Non-steroidal anti-inflammatory drugs (NSAIDs) have been reported to reduce the risk and mortality of colorectal cancer (CRC). Although the exact mechanisms remain unclear, the inhibition of cyclooxygenase (COX) by NSAIDs appears to abort, if not prevent, CRC carcinogenesis or metastatic tumor progression. The aim of our study was to investigate the association between COX-2 expression and CRC tumor cell invasiveness. The differences in immunoblotdetectable COX-2 protein contents in primary CRCs, metastatic hepatic lesions and corresponding normal mucosa from the same individual were evaluated in 17 patients. Three different colon cancer cell lines, SW620, Lovo, HT-29 and a metastatic variant of HT-29, HT-29/Inv3, were employed to evaluate COX-2 expression and prostaglandin E₂ (PGE₂) production in relation to their invasive abilities in vitro. The effects of a COX-2-selective inhibitor, etodolac, on cell proliferation and invasive activity were also determined. The results showed that 15 of 17 (88%) metastatic CRC cells from the liver and 14 of 17 (82%) primary CRC tissue exhibited much higher levels of COX-2 than corresponding adjacent normal mucosa from the same patient.
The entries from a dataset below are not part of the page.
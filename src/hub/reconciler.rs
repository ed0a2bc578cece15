//! Subscription Reconciler
//!
//! Keeps exactly one upstream feed open per topic that some connection is
//! interested in, and none for the rest. Each pass also republishes the topic
//! catalog.
//!
//! A pass plans under the state lock, performs data source I/O without it and
//! installs the result under the lock again. Passes never overlap.

use std::collections::HashMap;
use std::sync::Arc;
use std::time::Duration;
use tokio::sync::{mpsc, watch};
use tokio::task::JoinHandle;
use tokio::time::{Instant, MissedTickBehavior};

use super::broadcaster::{throttle_allows, TopicPayload, UPSTREAM_TOLERANCE};
use super::Hub;
use crate::source::{FeedId, FeedItem, TopicCatalog};

/// Where a local subscription's messages come from
#[derive(Debug)]
enum FeedKind {
    Source(FeedId),
    Virtual(JoinHandle<()>),
    /// The type could not be resolved; nothing is delivered
    Placeholder,
}

/// The hub's single upstream subscription for a topic
#[derive(Debug)]
pub(crate) struct LocalSubscription {
    type_id: String,
    kind: FeedKind,
    /// Global throttle hint, watched by the pump and any virtual feed task
    hint: watch::Sender<Duration>,
    pump: Option<JoinHandle<()>>,
}

impl LocalSubscription {
    fn placeholder(type_id: &str) -> Self {
        Self {
            type_id: type_id.to_string(),
            kind: FeedKind::Placeholder,
            hint: watch::channel(Duration::ZERO).0,
            pump: None,
        }
    }

    pub fn type_id(&self) -> &str {
        &self.type_id
    }

    pub fn is_placeholder(&self) -> bool {
        matches!(self.kind, FeedKind::Placeholder)
    }

    pub fn hint(&self) -> Duration {
        *self.hint.borrow()
    }

    pub fn set_hint(&self, interval: Duration) {
        self.hint.send_replace(interval);
    }
}

/// What one reconciliation pass did
#[derive(Debug, Default, Clone, PartialEq, Eq)]
pub struct ReconcileReport {
    pub opened: Vec<String>,
    pub closed: Vec<String>,
    /// Topics whose type could not be resolved
    pub placeholders: Vec<String>,
    /// Topics with interest but absent from the catalog
    pub skipped: Vec<String>,
    /// Topics whose feed failed to open; retried next pass
    pub failed: Vec<String>,
}

impl ReconcileReport {
    pub fn is_noop(&self) -> bool {
        self.opened.is_empty()
            && self.closed.is_empty()
            && self.placeholders.is_empty()
            && self.failed.is_empty()
    }
}

impl Hub {
    /// Run one reconciliation pass
    pub async fn reconcile(self: &Arc<Self>) -> ReconcileReport {
        let _gate = self.reconcile_gate.lock().await;
        let mut report = ReconcileReport::default();

        let listed = self.source.list_topics().await;
        let catalog = {
            let mut state = self.state.lock().await;
            match listed {
                Ok(catalog) => state.catalog = catalog,
                Err(e) => {
                    tracing::warn!(
                        source = %self.source.name(),
                        error = %e,
                        "Failed to list topics, using last known catalog"
                    );
                }
            }
            state.catalog.clone()
        };
        self.broadcast_catalog(&catalog).await;

        // Plan
        let (to_open, to_close) = {
            let mut state = self.state.lock().await;
            let to_open: Vec<(String, Duration)> = state
                .registry
                .topics_with_interest()
                .filter(|topic| !state.subscriptions.contains_key(*topic))
                .map(|topic| {
                    let hint = state
                        .registry
                        .global_interval(topic)
                        .unwrap_or_else(|| self.config.default_interval());
                    (topic.clone(), hint)
                })
                .collect();

            let stale: Vec<String> = state
                .subscriptions
                .keys()
                .filter(|topic| !state.registry.has_interest(topic))
                .cloned()
                .collect();
            let to_close: Vec<(String, LocalSubscription)> = stale
                .into_iter()
                .filter_map(|topic| {
                    let subscription = state.subscriptions.remove(&topic)?;
                    Some((topic, subscription))
                })
                .collect();
            (to_open, to_close)
        };

        for (topic, subscription) in to_close {
            self.shutdown_subscription(&topic, subscription).await;
            report.closed.push(topic);
        }

        for (topic, hint) in to_open {
            let Some(subscription) = self.open_subscription(&topic, hint, &catalog, &mut report).await
            else {
                continue;
            };
            let placeholder = subscription.is_placeholder();
            let type_id = subscription.type_id().to_string();

            // Install, unless interest vanished while the feed was opening
            let leftover = {
                let mut state = self.state.lock().await;
                if state.registry.has_interest(&topic) && !state.subscriptions.contains_key(&topic) {
                    if let Some(interval) = state.registry.global_interval(&topic) {
                        subscription.set_hint(interval);
                    }
                    state.subscriptions.insert(topic.clone(), subscription);
                    None
                } else {
                    Some(subscription)
                }
            };

            match leftover {
                Some(subscription) => {
                    tracing::debug!(topic = %topic, "Interest withdrawn while opening feed");
                    self.shutdown_subscription(&topic, subscription).await;
                }
                None if placeholder => {
                    let error = format!(
                        "Could not load message type '{}'. Is its schema registered?",
                        type_id
                    );
                    self.broadcast_topic_data(&topic, &type_id, TopicPayload::Error(error))
                        .await;
                    report.placeholders.push(topic);
                }
                None => report.opened.push(topic),
            }
        }

        if !report.is_noop() {
            tracing::info!(
                opened = ?report.opened,
                closed = ?report.closed,
                placeholders = ?report.placeholders,
                failed = ?report.failed,
                "Subscriptions reconciled"
            );
        }
        report
    }

    async fn open_subscription(
        self: &Arc<Self>,
        topic: &str,
        hint: Duration,
        catalog: &TopicCatalog,
        report: &mut ReconcileReport,
    ) -> Option<LocalSubscription> {
        if self.virtual_topics.is_virtual(topic) {
            let (hint_tx, hint_rx) = watch::channel(hint);
            let handle = self
                .virtual_topics
                .open(topic, hint_rx.clone(), self.config.feed_capacity)?;
            let pump = self.spawn_pump(topic, &handle.type_id, handle.items, hint_rx);
            return Some(LocalSubscription {
                type_id: handle.type_id,
                kind: FeedKind::Virtual(handle.task),
                hint: hint_tx,
                pump: Some(pump),
            });
        }

        let Some(type_id) = catalog.get(topic) else {
            tracing::warn!(topic = %topic, "Subscribed topic is not in the catalog, skipping");
            report.skipped.push(topic.to_string());
            return None;
        };

        if let Err(e) = self.source.resolve_schema(type_id) {
            tracing::warn!(topic = %topic, type_id = %type_id, error = %e, "Cannot resolve topic type");
            return Some(LocalSubscription::placeholder(type_id));
        }

        match self.source.subscribe(topic, type_id, hint).await {
            Ok(feed) => {
                let (hint_tx, hint_rx) = watch::channel(hint);
                let pump = self.spawn_pump(topic, type_id, feed.items, hint_rx);
                Some(LocalSubscription {
                    type_id: type_id.clone(),
                    kind: FeedKind::Source(feed.id),
                    hint: hint_tx,
                    pump: Some(pump),
                })
            }
            Err(e) => {
                tracing::warn!(
                    source = %self.source.name(),
                    topic = %topic,
                    error = %e,
                    "Failed to open feed"
                );
                report.failed.push(topic.to_string());
                None
            }
        }
    }

    async fn shutdown_subscription(&self, topic: &str, subscription: LocalSubscription) {
        if let Some(pump) = subscription.pump {
            pump.abort();
        }
        match subscription.kind {
            FeedKind::Source(id) => {
                if let Err(e) = self.source.unsubscribe(id).await {
                    tracing::warn!(topic = %topic, error = %e, "Failed to close feed");
                }
            }
            FeedKind::Virtual(task) => task.abort(),
            FeedKind::Placeholder => {}
        }
        tracing::debug!(topic = %topic, "Local subscription closed");
    }

    /// Forward feed items to the broadcaster, throttled by the global hint
    fn spawn_pump(
        self: &Arc<Self>,
        topic: &str,
        type_id: &str,
        mut items: mpsc::Receiver<FeedItem>,
        hint: watch::Receiver<Duration>,
    ) -> JoinHandle<()> {
        let hub = Arc::downgrade(self);
        let topic = topic.to_string();
        let type_id = type_id.to_string();

        tokio::spawn(async move {
            let mut last_delivery: Option<Instant> = None;
            while let Some(item) = items.recv().await {
                let now = Instant::now();
                let min_interval = *hint.borrow();
                if !throttle_allows(last_delivery, min_interval, UPSTREAM_TOLERANCE, now) {
                    continue;
                }
                let Some(hub) = hub.upgrade() else { break };
                last_delivery = Some(now);
                hub.broadcast_topic_data_at(&topic, &type_id, TopicPayload::Message(item), now)
                    .await;
            }
            tracing::trace!(topic = %topic, "Feed pump finished");
        })
    }

    /// Start the periodic reconciliation loop
    pub fn start_reconciler(self: &Arc<Self>) -> JoinHandle<()> {
        let hub = Arc::downgrade(self);
        let period = self.config.reconcile_interval;
        tokio::spawn(async move {
            let mut interval = tokio::time::interval(period);
            interval.set_missed_tick_behavior(MissedTickBehavior::Delay);
            loop {
                interval.tick().await;
                let Some(hub) = hub.upgrade() else { break };
                hub.reconcile().await;
            }
        })
    }

    /// Close every local subscription
    pub async fn close_all_subscriptions(&self) {
        let subscriptions: HashMap<String, LocalSubscription> = {
            let mut state = self.state.lock().await;
            std::mem::take(&mut state.subscriptions)
        };
        for (topic, subscription) in subscriptions {
            self.shutdown_subscription(&topic, subscription).await;
        }
    }
}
Among those patients with relatively high COX-2 expression in the primary tumors, almost all exhibited even higher levels of COX-2 in their hepatic metastases. Among the 4 colon cancer cell lines, HT-29/Inv3 manifested the highest COX-2 expression, PGE₂ production and in vitro invasive activity. The selective COX-2 inhibitor, etodolac, could especially exert cytotoxicity and markedly suppress the invasive property and PGE₂ production, although not the COX-2 protein level, in HT-29/Inv3 cells. Our results imply that COX-2 expression may be associated with the invasive and metastatic properties of CRC tumor cells.